I've split my collections up with manual refs in mind,

Events

_id : ObjectID,
propA: "Some prop",
propB: "Some other prop",
employees: [
    {employee_id: ObjectID, crew_id: ObjectID},
    {employee_id: ObjectID, crew_id: ObjectID},
]

Employees

_id : ObjectID,
propA: "Some prop",
crew_id: ObjectID

Crews

_id : ObjectID,
propA: "Some prop"

The reasoning is that the events collection will become quite substantial during the applications life cycle and thus I consider duplication to be a bad thing. Another noteworthy feature is that an employee must belong to a certain crew, but on an actual event can work in any crew.

Intially I was quite happy with this design, but I have however found some problems which has lead me here.

1) When listing an event I have to manually join refs in order to show the actual properties of the employees and crews (such as name), it's a bit tedious but what worries me most is performance: Rather then running one query I have to run three (first get the event, then loop trough the employee array and then join employee with the Employee collection and finally join the crew with the Crew collection).

2) My biggest problem so far though is what I believe is known as deep querying. Before adding an employee to an event I have to know if he/she is already assigned, thus requiring to query the Events collection for an Event with a given ID and also find check if the given Employee ID exists in the employee array. So far I've been unable to do this in a single query.

So my question boils down to this. Is my design fine as it is or should I change it given my use cases? Or alternatively, if I keep my current design how should I tackle problem 1 and 2 (that is, manual joins and refs are fine. But is performance a real possible showstopper down the line?).

10

Why are you using a non-relational database in this case?

You said:

When listing an event I have to manually join refs in order to show the actual properties of the employees and crews (such as name), it's a bit tedious but what worries me most is performance:

and

My biggest problem so far though is what I believe is known as deep querying

[emphasis added]

You already have some strong indicators that a non-relational database is not the right fit for your needs. Use a relational database instead. Changing the schema in this case, won't compensate for issues within the toolset.

Try your design out with a relational database and see if the issues go away. That will provide the proof you need that you haven't picked the right tool to use in this case.

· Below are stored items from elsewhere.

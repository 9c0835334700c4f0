use serde::Deserialize;

use super::service::INTERNAL_SERVICE_PREFIX;

#[derive(Debug, Clone, PartialEq, Eq, Deserialize)]
#[serde(default)]
pub struct RecorderConfig {
    /// Service names starting with this are bridge plumbing.
    pub internal_service_prefix: String,
    /// Initial capacity of the log.
    pub capacity_hint: usize,
    /// Emit a `tracing` debug event for every appended entry.
    pub trace_entries: bool,
}

impl Default for RecorderConfig {
    fn default() -> Self {
        Self {
            internal_service_prefix: INTERNAL_SERVICE_PREFIX.to_string(),
            capacity_hint: 64,
            trace_entries: true,
        }
    }
}

impl RecorderConfig {
    pub fn from_json(json: &str) -> serde_json::Result<Self> {
        serde_json::from_str(json)
    }
}

#[cfg(test)]
mod tests {
    use super::*;

    #[test]
    fn partial_json_keeps_defaults() {
        let config = RecorderConfig::from_json(r#"{ "trace_entries": false }"#).unwrap();
        assert!(!config.trace_entries);
        assert_eq!(config.internal_service_prefix, "zipline/");
        assert_eq!(config.capacity_hint, 64);
    }

    #[test]
    fn rejects_wrong_types() {
        assert!(RecorderConfig::from_json(r#"{ "capacity_hint": "lots" }"#).is_err());
    }
}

In a comment, you added that your stuck with this particular environment and are seeking alternative schema designs.

From what I have seen, the best way to compensate in this case is to denormalize all of your tables. Instead of 3 tables, you'll have 1 table where you lay out the crew and the employees per event.

That does raise some challenges with making sure you don't double assign employees, but having a status flag for the event should help control for that. Essentially you'll query to see if employee ABC is already assigned to an event (or crew) that is still active.

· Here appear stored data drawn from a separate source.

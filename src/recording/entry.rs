use super::event::{Failure, LifecycleEvent};

/// One recorded event. Built once at append time, read-only afterwards.
#[derive(Debug, Clone)]
pub struct LogEntry {
    module_id: Option<String>,
    service_name: Option<String>,
    application_name: Option<String>,
    is_internal_service: bool,
    failure: Option<Failure>,
    message: String,
}

impl LogEntry {
    pub(crate) fn from_event(event: &LifecycleEvent, is_internal_service: bool) -> Self {
        Self {
            module_id: event.module_id().map(str::to_string),
            service_name: event.service_name().map(str::to_string),
            application_name: event.application_name().map(str::to_string),
            is_internal_service,
            failure: event.failure().cloned(),
            message: event.to_string(),
        }
    }

    pub fn module_id(&self) -> Option<&str> {
        self.module_id.as_deref()
    }

    pub fn service_name(&self) -> Option<&str> {
        self.service_name.as_deref()
    }

    pub fn application_name(&self) -> Option<&str> {
        self.application_name.as_deref()
    }

    pub fn is_internal_service(&self) -> bool {
        self.is_internal_service
    }

    pub fn failure(&self) -> Option<&Failure> {
        self.failure.as_ref()
    }

    pub fn message(&self) -> &str {
        &self.message
    }

    pub fn into_message(self) -> String {
        self.message
    }
}
use super::event::{Call, CallResult, Failure, StartToken};
use super::service::Service;

/// Hook surface driven by the interception layer, one method per lifecycle
/// event. Every method defaults to a no-op so listeners only override what
/// they observe.
///
/// Start hooks return a token (or `None`); the caller hands it back to the
/// matching end hook unchanged.
pub trait EventListener {
    fn bind_service(&mut self, _name: &str, _service: &dyn Service) {}

    fn take_service(&mut self, _name: &str, _service: &dyn Service) {}

    fn call_start(&mut self, _call: &Call) -> Option<StartToken> {
        None
    }

    fn call_end(&mut self, _call: &Call, _result: &CallResult, _start: Option<StartToken>) {}

    /// A service was garbage collected without being closed. Only the name
    /// survives.
    fn service_leaked(&mut self, _name: &str) {}

    fn application_load_start(
        &mut self,
        _application: &str,
        _manifest_url: Option<&str>,
    ) -> Option<StartToken> {
        None
    }

    fn application_load_success(
        &mut self,
        _application: &str,
        _manifest_url: Option<&str>,
        _start: Option<StartToken>,
    ) {
    }

    fn application_load_skipped(
        &mut self,
        _application: &str,
        _manifest_url: &str,
        _start: Option<StartToken>,
    ) {
    }

    fn application_load_skipped_not_fresh(
        &mut self,
        _application: &str,
        _manifest_url: &str,
        _start: Option<StartToken>,
    ) {
    }

    fn application_load_failed(
        &mut self,
        _application: &str,
        _manifest_url: Option<&str>,
        _failure: Failure,
        _start: Option<StartToken>,
    ) {
    }

    fn download_start(&mut self, _application: &str, _url: &str) -> Option<StartToken> {
        None
    }

    fn download_end(&mut self, _application: &str, _url: &str, _start: Option<StartToken>) {}

    fn download_failed(
        &mut self,
        _application: &str,
        _url: &str,
        _failure: Failure,
        _start: Option<StartToken>,
    ) {
    }

    fn manifest_parse_failed(&mut self, _application: &str, _url: Option<&str>, _failure: Failure) {}

    fn manifest_verified(&mut self, _application: &str, _manifest_url: &str, _key_name: &str) {}

    fn module_load_start(&mut self, _module_id: &str) -> Option<StartToken> {
        None
    }

    fn module_load_end(&mut self, _module_id: &str, _start: Option<StartToken>) {}

    fn initializer_start(&mut self, _application: &str) -> Option<StartToken> {
        None
    }

    fn initializer_end(&mut self, _application: &str, _start: Option<StartToken>) {}

    fn main_function_start(&mut self, _application: &str) -> Option<StartToken> {
        None
    }

    fn main_function_end(&mut self, _application: &str, _start: Option<StartToken>) {}

    fn engine_created(&mut self) {}

    fn engine_closed(&mut self) {}
}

  • Thank you for the reply. It might sound strange, but I absolutely agree with you as I also think this would be better as a relational database. What I forgot to mention in my question is that the choice of a schema less db is due to the lack of support for anything else in Meteor at the moment. So I guess my question also can be reformulated to "Is there a way around this". As you've already pointed out though, I'm guessing not. – Index Dec 16 '13 at 16:02
  • @KGChristensen - you can use a pipe wrench to hammer in nails. It will take you a lot longer. Your hands will hurt a lot more. You'll bend a lot more nails, and you'll ruin the surface that you're working on. Finding and using the right tool to begin with will save you a lot of grief in the long run. – GlenH7 Dec 16 '13 at 16:04
-1

I agree with GlenH7 answer - you probably want a relational DB.

That said:

1) When listing an event I have to manually join refs in order to show the actual properties of the employees and crews (such as name) [...] what worries me most is performance: [...]

Consider caching employees and crews - you won't have that many active, and that should solve the performance issue.

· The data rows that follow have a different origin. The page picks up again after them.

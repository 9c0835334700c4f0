use thiserror::Error;

/// Errors surfaced by the consuming reads.
#[derive(Debug, Error, PartialEq, Eq)]
pub enum RecorderError {
    /// The log ran out before a matching entry turned up. Everything scanned
    /// on the way is already gone.
    #[error("event log exhausted while looking for {wanted} ({discarded} entries discarded)")]
    Underflow { wanted: &'static str, discarded: usize },
}
use serde::{Serialize, Deserialize};

/// Default namespace reserved for bridge plumbing services.
pub const INTERNAL_SERVICE_PREFIX: &str = "zipline/";

/// Capabilities the bridge attaches to its own plumbing services.
/// Closed set: anything else is a user service.
#[derive(Debug, Clone, Copy, PartialEq, Eq, Hash, Serialize, Deserialize)]
pub enum InternalMarker {
    /// Service carries a cancellation callback for an in-flight call.
    CancelCallback,
    /// Service resumes a suspended call on the other side of the bridge.
    SuspendCallback,
}

/// A service handle as seen by the interception layer.
///
/// The recorder never calls into the service; it only asks whether the
/// handle is one of the bridge's own callbacks.
pub trait Service: Send + Sync {
    fn marker(&self) -> Option<InternalMarker> {
        None
    }
}

/// Pure classification: a marker on the handle, or a name inside the
/// reserved namespace, makes the service internal.
pub fn is_internal(name: Option<&str>, service: Option<&dyn Service>) -> bool {
    is_internal_with_prefix(name, service, INTERNAL_SERVICE_PREFIX)
}

pub fn is_internal_with_prefix(
    name: Option<&str>,
    service: Option<&dyn Service>,
    prefix: &str,
) -> bool {
    let marked = match service.and_then(|s| s.marker()) {
        Some(InternalMarker::CancelCallback) | Some(InternalMarker::SuspendCallback) => true,
        None => false,
    };

    marked || name.is_some_and(|n| n.starts_with(prefix))
}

2) Before adding an employee to an event I have to know if he/she is already assigned, thus requiring to query the Events collection for an Event with a given ID and also find check if the given Employee ID exists in the employee array.

You could actually use some 'normalization' here:

Events:

_id : ObjectID,
propA: "Some prop",
propB: "Some other prop",

Events-Employees:

_id : ObjectID,
eventId: "_id of event",
employeeId: "_id of employee",
event_start: "denormalized event data for querying employee availability",

That's two queries to retrieve full event information (assuming employee/crew cache), but a single query to see who's available at a given time. You can even make that a covered query as an index with two ids and dates should remain small(ish).